Undang-Undang Nomor 6 Tahun 2018 tentang Kekarantinaan Kesehatan dikuburkan, tetapi ketika kaum opisisi yang bersikap kritis atas kebijakan pemerintahan bersuara lantang dipidanakan oleh UU tersebut. Akal sehat elit politik telah dibutakan oleh syahwat kekuasaan yang menyesatkan, dan mereka tidak menghiraukan bahwa Republik ini didirikan di atas konsepsi kedaulatan rakyat.

Kemerdekaan rakyat adalah kemerdekaan umat manusia yang hidup di bawah kolong langit.
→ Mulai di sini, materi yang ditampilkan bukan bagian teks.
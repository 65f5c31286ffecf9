//! Error types for the fieldmap engine.
//!
//! Every failure surfaces synchronously to the caller that triggered it:
//! construction problems come back from `MapperContainer::new`, synthesis
//! problems from the first lookup (or batch registration) of a record type,
//! and coercion or carrier problems from the mapping call itself.

use serde::{Deserialize, Serialize};
use std::collections::HashMap;
use thiserror::Error;

use crate::plan::Direction;
use crate::value::{FieldType, ValueKind};

/// Boxed error type accepted from carriers.
pub type BoxError = Box<dyn std::error::Error + Send + Sync + 'static>;

/// The main error type for fieldmap operations.
#[derive(Debug, Error)]
pub enum MapperError {
    /// The accessor supplied at construction has the wrong shape.
    #[error("{0}")]
    ContractViolation(#[from] ContractViolation),

    /// A field plan could not be turned into a mapper.
    #[error("{0}")]
    Synthesis(#[from] SynthesisError),

    /// A carrier value did not match the declared field type.
    #[error("{0}")]
    Coercion(#[from] CoercionError),

    /// The accessor itself failed.
    #[error(transparent)]
    Carrier(#[from] CarrierError),

    /// A mapper was applied in the direction it was not built for.
    #[error("Mapper for '{record}' maps {actual}, but was applied as {expected}")]
    DirectionMismatch {
        /// The record type name.
        record: &'static str,
        /// The direction the caller asked for.
        expected: Direction,
        /// The direction the mapper was synthesized for.
        actual: Direction,
    },
}

impl MapperError {
    /// Returns the stable error code for this error.
    #[must_use]
    pub const fn code(&self) -> &'static str {
        match self {
            Self::ContractViolation(_) => codes::CONTRACT,
            Self::Synthesis(_) => codes::SYNTHESIS,
            Self::Coercion(_) => codes::COERCION,
            Self::Carrier(_) => codes::CARRIER,
            Self::DirectionMismatch { .. } => codes::DIRECTION,
        }
    }

    /// Builds structured diagnostics for this error.
    #[must_use]
    pub fn info(&self) -> ErrorInfo {
        let info = ErrorInfo::new(self.code(), self.to_string());
        let info = match suggestion(self.code()) {
            Some(hint) => info.with_fix_hint(hint),
            None => info,
        };

        match self {
            Self::ContractViolation(err) => info
                .with_context("direction", serde_json::json!(err.direction.to_string()))
                .with_context("signature", serde_json::json!(err.signature)),
            Self::Synthesis(err) => info.with_context("record", serde_json::json!(err.record)),
            Self::Coercion(err) => info
                .with_context("record", serde_json::json!(err.record))
                .with_context("field", serde_json::json!(err.field))
                .with_context("expected", serde_json::json!(err.expected.to_string()))
                .with_context("found", serde_json::json!(err.found.to_string())),
            Self::Carrier(err) => match err.key() {
                Some(key) => info.with_context("key", serde_json::json!(key)),
                None => info,
            },
            Self::DirectionMismatch { record, .. } => {
                info.with_context("record", serde_json::json!(record))
            }
        }
    }

    /// Returns true if the error was raised while applying a mapper.
    #[must_use]
    pub const fn is_per_call(&self) -> bool {
        matches!(
            self,
            Self::Coercion(_) | Self::Carrier(_) | Self::DirectionMismatch { .. }
        )
    }
}

/// Error raised when an accessor does not take exactly one string key.
#[derive(Debug, Clone, Error)]
#[error("Invalid {direction} accessor {signature}: {reason}")]
pub struct ContractViolation {
    /// Direction of the rejected accessor.
    pub direction: Direction,
    /// Rendered key signature of the rejected accessor.
    pub signature: String,
    /// Why the accessor was rejected.
    pub reason: String,
}

impl ContractViolation {
    /// Creates a new contract violation.
    #[must_use]
    pub fn new(
        direction: Direction,
        signature: impl Into<String>,
        reason: impl Into<String>,
    ) -> Self {
        Self {
            direction,
            signature: signature.into(),
            reason: reason.into(),
        }
    }
}

/// Error raised when a field plan cannot be turned into a mapper.
#[derive(Debug, Clone, Error)]
#[error("Cannot synthesize mapper for '{record}': {reason}")]
pub struct SynthesisError {
    /// The record type name.
    pub record: &'static str,
    /// Why synthesis failed.
    pub reason: String,
}

impl SynthesisError {
    /// Creates a new synthesis error.
    #[must_use]
    pub fn new(record: &'static str, reason: impl Into<String>) -> Self {
        Self {
            record,
            reason: reason.into(),
        }
    }
}

/// Error raised when a carrier value cannot be cast to the declared field type.
#[derive(Debug, Clone, PartialEq, Eq, Error)]
#[error("Field '{record}.{field}' expects {expected}, carrier yielded {found}")]
pub struct CoercionError {
    /// The record type name.
    pub record: &'static str,
    /// The field being mapped.
    pub field: &'static str,
    /// The declared field type.
    pub expected: FieldType,
    /// The kind of value the carrier produced.
    pub found: ValueKind,
}

impl CoercionError {
    /// Creates a new coercion error.
    #[must_use]
    pub const fn new(
        record: &'static str,
        field: &'static str,
        expected: FieldType,
        found: ValueKind,
    ) -> Self {
        Self {
            record,
            field,
            expected,
            found,
        }
    }
}

/// Errors raised by carriers through their accessor.
#[derive(Debug, Error)]
pub enum CarrierError {
    /// The carrier has no value under the key.
    #[error("Key not found in carrier: {key}")]
    MissingKey {
        /// The missing key.
        key: String,
    },

    /// The carrier refused the read or write.
    #[error("Carrier rejected key '{key}': {reason}")]
    Rejected {
        /// The key involved.
        key: String,
        /// The reason given by the carrier.
        reason: String,
    },

    /// Any other carrier failure.
    #[error(transparent)]
    Other(#[from] BoxError),
}

impl CarrierError {
    /// Creates a missing key error.
    #[must_use]
    pub fn missing_key(key: impl Into<String>) -> Self {
        Self::MissingKey { key: key.into() }
    }

    /// Creates a rejected error.
    #[must_use]
    pub fn rejected(key: impl Into<String>, reason: impl Into<String>) -> Self {
        Self::Rejected {
            key: key.into(),
            reason: reason.into(),
        }
    }

    /// Returns the key involved, when known.
    #[must_use]
    pub fn key(&self) -> Option<&str> {
        match self {
            Self::MissingKey { key } | Self::Rejected { key, .. } => Some(key),
            Self::Other(_) => None,
        }
    }
}

/// Structured metadata for surfaced mapper errors.
#[derive(Debug, Clone, Serialize, Deserialize, PartialEq, Eq)]
pub struct ErrorInfo {
    /// Stable error code.
    pub code: String,
    /// Human-readable description of the issue.
    pub summary: String,
    /// Optional remediation guidance.
    #[serde(skip_serializing_if = "Option::is_none")]
    pub fix_hint: Option<String>,
    /// Structured data about the failure.
    #[serde(default)]
    pub context: HashMap<String, serde_json::Value>,
}

impl ErrorInfo {
    /// Creates a new error info.
    #[must_use]
    pub fn new(code: impl Into<String>, summary: impl Into<String>) -> Self {
        Self {
            code: code.into(),
            summary: summary.into(),
            fix_hint: None,
            context: HashMap::new(),
        }
    }

    /// Adds a fix hint.
    #[must_use]
    pub fn with_fix_hint(mut self, hint: impl Into<String>) -> Self {
        self.fix_hint = Some(hint.into());
        self
    }

    /// Adds context data.
    #[must_use]
    pub fn with_context(mut self, key: impl Into<String>, value: serde_json::Value) -> Self {
        self.context.insert(key.into(), value);
        self
    }

    /// Serialize the metadata for logging or API responses.
    #[must_use]
    pub fn to_dict(&self) -> HashMap<String, serde_json::Value> {
        let mut dict = HashMap::new();
        dict.insert("code".to_string(), serde_json::json!(self.code));
        dict.insert("summary".to_string(), serde_json::json!(self.summary));
        dict.insert("fix_hint".to_string(), serde_json::json!(self.fix_hint));
        dict.insert("context".to_string(), serde_json::json!(self.context));
        dict
    }
}

/// Stable mapper error codes.
pub mod codes {
    /// Accessor shape rejected at construction.
    pub const CONTRACT: &str = "MAPPER-001-CONTRACT";
    /// Mapper synthesis failed.
    pub const SYNTHESIS: &str = "MAPPER-002-SYNTHESIS";
    /// Field value did not match the declared type.
    pub const COERCION: &str = "MAPPER-003-COERCION";
    /// Accessor raised an error.
    pub const CARRIER: &str = "MAPPER-004-CARRIER";
    /// Mapper applied in the wrong direction.
    pub const DIRECTION: &str = "MAPPER-005-DIRECTION";
}

fn suggestion(code: &str) -> Option<&'static str> {
    match code {
        codes::CONTRACT => Some(
            "Pass an accessor that takes the carrier and a single string key, \
             e.g. `Accessor::read_fn(|row, key| row.get(key))`.",
        ),
        codes::SYNTHESIS => Some(
            "Check the record's field descriptors: read mappers need setters, \
             write mappers need getters.",
        ),
        codes::COERCION => Some(
            "Make the carrier yield the field's declared kind, or declare the \
             field as Option<_> if the carrier can yield Null.",
        ),
        codes::DIRECTION => Some(
            "Use read_into for containers built with a read accessor and \
             write_from for containers built with a write accessor.",
        ),
        _ => None,
    }
}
Hakikat kemerdekaan tidak boleh dibatasi oleh dalil apapun, karena seperti halnya hak hidup yang layak untuk mendapatkan kesejahteraan dan keadilan, kemerdekaan merupakan hak asasi manusia yang diberikan Tuhan sejak manusia dilahirkan ke muka  bumi.

Exploitation de l’homme par l’homme atau penghisapan manusia atas manusia, pemasungan hak bersuara dan berserikat, serta keselamatan rakyat yang diabaikan oleh penyelenggara negara sesungguhnya merupakan tindakan tanpa perikemanusiaan yang bukan saja melanggar asas demokrasi tetapi telah mengkhiati amanat konstitusi. Penegakan hukum di tengah pandemi tidak boleh didasarkan atas kepentingan politik pragmatisme.

Rakyat yang kini hidup dalam ketakutan akibat teror global Covid-19 selayaknya diperlakukan sebagai pemilik kedaulatan yang sah, diberikan ruang untuk memenuhi kebutuhan hidupnya, diedukasi agar terbuka cakrawala pemikiran dengan menciptakan ruang dialektik yang kontra monolog, bukan diancam pasal pemidanaan yang justru melenceng dari perintah konstitusi, karena salus populi suprema lex esto, hukum tertinggi adalah keselamatan rakyat.